Work order:
Here is a listing; restate all of it exactly.

Records supplied:

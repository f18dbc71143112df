//! PostgreSQL persistence for revwiki.
//!
//! [`PgRepository`] implements the core `PageRepository` contract on top of
//! the zero-sized query repos in [`repositories`].

use sqlx::postgres::PgPoolOptions;

pub mod models;
pub mod pg_repository;
pub mod repositories;

pub use pg_repository::PgRepository;

pub type DbPool = sqlx::PgPool;

/// Create a connection pool from a database URL.
pub async fn create_pool(database_url: &str, max_connections: u32) -> Result<DbPool, sqlx::Error> {
    PgPoolOptions::new()
        .max_connections(max_connections)
        .connect(database_url)
        .await
}

/// Round-trip a trivial query.
pub async fn health_check(pool: &DbPool) -> Result<(), sqlx::Error> {
    sqlx::query("SELECT 1").execute(pool).await?;
    Ok(())
}

/// Apply the embedded migrations.
pub async fn run_migrations(pool: &DbPool) -> Result<(), sqlx::migrate::MigrateError> {
    sqlx::migrate!("./migrations").run(pool).await
}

Answer to the exercise:
repository f18dbc71143112df
//! PostgreSQL persistence for revwiki.
//!
//! [`PgRepository`] implements the core `PageRepository` contract on top of
//! the zero-sized query repos in [`repositories`].

use sqlx::postgres::PgPoolOptions;

pub mod models;
pub mod pg_repository;
pub mod repositories;

pub use pg_repository::PgRepository;

pub type DbPool = sqlx::PgPool;

/// Create a connection pool from a database URL.
pub async fn create_pool(database_url: &str, max_connections: u32) -> Result<DbPool, sqlx::Error> {
    PgPoolOptions::new()
        .max_connections(max_connections)
        .connect(database_url)
        .await
}

/// Round-trip a trivial query.
pub async fn health_check(pool: &DbPool) -> Result<(), sqlx::Error> {
    sqlx::query("SELECT 1").execute(pool).await?;
    Ok(())
}

/// Apply the embedded migrations.
pub async fn run_migrations(pool: &DbPool) -> Result<(), sqlx::migrate::MigrateError> {
    sqlx::migrate!("./migrations").run(pool).await
}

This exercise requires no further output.